I turned in the second draft of my novel Leave Society, forthcoming summer 2021 from Vintage Books, on July 15. It’s ~82,000 words. Each of my novels has gotten longer. Eeeee Eee Eeee was ~35k words. Richard Yates was ~50k words. Taipei was ~75k words. I feel calm and wise having a steadily increasing novel length. I want my next novel to be shorter, though, maybe ~50k words.

Here are the word counts of all the drafts so far (the Jan 17, 2020 one counts as the first draft because it’s the first one I showed my editor/agent) of Leave Society:
Oct 12, 2018. 143,452 words.
Nov 22, 2018. 111,672 words, without prologue
Mar 6, 2019. 97,059 words, 7 parts, 50 chapters
May 7, 2019. 82,173 words, 4 parts, 40 chapters
Jul 21, 2019. 83,063 words, 4 parts, 36 chapters
Nov 4, 2019. 87,201 words, 4 parts, 35 chapters
Jan 17, 2020. 91,300 words, 4 parts, 32 chapters
July 15, 2020. 82,205 words, 4 parts, 31 chapters
The novel is set from November 2014 to January 2018. I used 526,939 words of notes—and probably around 100 hours of Voice Memos—that I took from October 2013 to January 2020 to help me write it.

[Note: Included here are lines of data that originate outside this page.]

use std::fmt;
use std::str::FromStr;
use std::time::{Duration, Instant};

use crate::error::{SolverError, SolverResult};

/// How primal recovery fills a variable whose linearized cost is exactly zero.
#[cfg_attr(feature = "serde", derive(serde::Serialize, serde::Deserialize))]
#[cfg_attr(feature = "serde", serde(rename_all = "lowercase"))]
#[derive(Debug, Clone, Copy, PartialEq, Eq, Default)]
pub enum TieMethod {
    /// Uniform draw in `[l, u]` from the solver's seeded generator
    #[default]
    Round,
    /// Midpoint of `[l, u]`
    Center,
}

impl FromStr for TieMethod {
    type Err = SolverError;

    fn from_str(s: &str) -> Result<Self, Self::Err> {
        match s {
            "round" => Ok(TieMethod::Round),
            "center" => Ok(TieMethod::Center),
            other => Err(SolverError::UnknownTieMethod(other.to_string())),
        }
    }
}

impl fmt::Display for TieMethod {
    fn fmt(&self, f: &mut fmt::Formatter<'_>) -> fmt::Result {
        match self {
            TieMethod::Round => f.write_str("round"),
            TieMethod::Center => f.write_str("center"),
        }
    }
}

/// Configuration shared by the dual coordinate and dual gradient ascent solvers.
#[cfg_attr(feature = "serde", derive(serde::Serialize, serde::Deserialize))]
#[derive(Debug, Clone, PartialEq)]
pub struct DualAscentSettings {
    /// Maximum outer iterations
    pub max_iterations: usize,
    /// Wall-clock budget, checked cooperatively
    pub max_time: Option<Duration>,
    /// Seed of the tie-breaking generator
    pub seed: u64,
    /// Logging / termination-check cadence in outer iterations
    pub report_every: usize,
    /// Rows processed between wall-clock checks inside a sweep
    pub time_check_every: usize,
    /// Allowed decrease of the dual objective before warning
    pub monotonicity_tolerance: f64,
    /// Maximum violation accepted as feasible
    pub feasibility_tolerance: f64,
    /// Maximum primal/dual gap accepted as optimal
    pub optimality_tolerance: f64,
    /// Tie rule used when recovering the primal point for the inequality sweep
    pub tie_method: TieMethod,
    /// Offset `nudge * sign(c_j)` applied to tied variables before rounding
    pub tie_nudge: f64,
    /// Propagation passes granted to the rounder
    pub rounding_passes: usize,
}

impl Default for DualAscentSettings {
    fn default() -> Self {
        Self {
            max_iterations: 20,
            max_time: None,
            seed: 1,
            report_every: 1,
            time_check_every: 100,
            monotonicity_tolerance: 1e-10,
            feasibility_tolerance: 1e-9,
            optimality_tolerance: 1e-9,
            tie_method: TieMethod::Round,
            tie_nudge: 0.1,
            rounding_passes: 30,
        }
    }
}

impl DualAscentSettings {
    pub fn new() -> Self {
        Self::default()
    }

    /// Defaults for the gradient ascent baseline: more, cheaper iterations.
    pub fn gradient() -> Self {
        Self {
            max_iterations: 1000,
            seed: 0,
            report_every: 100,
            tie_method: TieMethod::Center,
            ..Self::default()
        }
    }

    pub fn with_max_iterations(mut self, max: usize) -> Self {
        self.max_iterations = max;
        self
    }

    pub fn with_max_time(mut self, max_time: Duration) -> Self {
        self.max_time = Some(max_time);
        self
    }

    pub fn with_seed(mut self, seed: u64) -> Self {
        self.seed = seed;
        self
    }

    pub fn with_report_every(mut self, every: usize) -> Self {
        self.report_every = every;
        self
    }

    pub fn with_tie_method(mut self, tie_method: TieMethod) -> Self {
        self.tie_method = tie_method;
        self
    }

    pub fn with_feasibility_tolerance(mut self, tol: f64) -> Self {
        self.feasibility_tolerance = tol;
        self
    }

    pub fn with_optimality_tolerance(mut self, tol: f64) -> Self {
        self.optimality_tolerance = tol;
        self
    }

    pub fn validate(&self) -> SolverResult<()> {
        if self.report_every == 0 {
            return Err(SolverError::InvalidSetting("report_every must be at least 1".into()));
        }
        if self.time_check_every == 0 {
            return Err(SolverError::InvalidSetting("time_check_every must be at least 1".into()));
        }
        let tolerances = [
            ("monotonicity_tolerance", self.monotonicity_tolerance),
            ("feasibility_tolerance", self.feasibility_tolerance),
            ("optimality_tolerance", self.optimality_tolerance),
        ];
        for (name, value) in tolerances {
            if value.is_nan() || value < 0.0 {
                return Err(SolverError::InvalidSetting(format!("{} must be nonnegative, got {}", name, value)));
            }
        }
        if !self.tie_nudge.is_finite() {
            return Err(SolverError::InvalidSetting("tie_nudge must be finite".into()));
        }
        Ok(())
    }
}

/// Cooperative wall-clock budget of one solve.
#[derive(Debug, Clone, Copy)]
pub(crate) struct Deadline {
    start: Instant,
    budget: Option<Duration>,
}

impl Deadline {
    pub(crate) fn start(budget: Option<Duration>) -> Self {
        Self {
            start: Instant::now(),
            budget,
        }
    }

    pub(crate) fn elapsed(&self) -> Duration {
        self.start.elapsed()
    }

    /// A zero budget is expired from the start.
    pub(crate) fn expired(&self) -> bool {
        self.budget.is_some_and(|budget| self.start.elapsed() >= budget)
    }
}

The 143,452 draft mentioned above is selections from the notes.

Some reasons I decided to start a blog:
1. I don't like everything I publish, on Medium, Patreon, Twitter, Instagram, having likes/favorites. It seems detrimental to mental health for everything I publish to have a number attached to it showing how much people like it.
2. I have a lot of extra material from writing Leave Society that I can talk about here, for example books or papers that I wanted to reference but didn't fit in the novel.
3. I liked having a blog from 2005-2013. It was called Reader of Depressing Books and four of the posts can still be read here. I regret deleting the rest of the blog. I probably had hundreds of posts. In 2013 and again in 2018 I had strong desires to winnow down my internet presence. Now it seems better to me to have more, rather than less, of my stuff online.
4. I liked when my friends had blogs and we all linked to each other's blogs on our blogs.
Another thought:
I decided to just have the default urls for my sites, for example having my main site by taolin.tumblr.com, and this blog be leavesociety.blogspot.com, in part because I used to have taolin.info and somehow I couldn't get it renewed. There was some problem with Google, so I lost the url, and had to relink all my sites to my new url. Seems easier to just have the default url.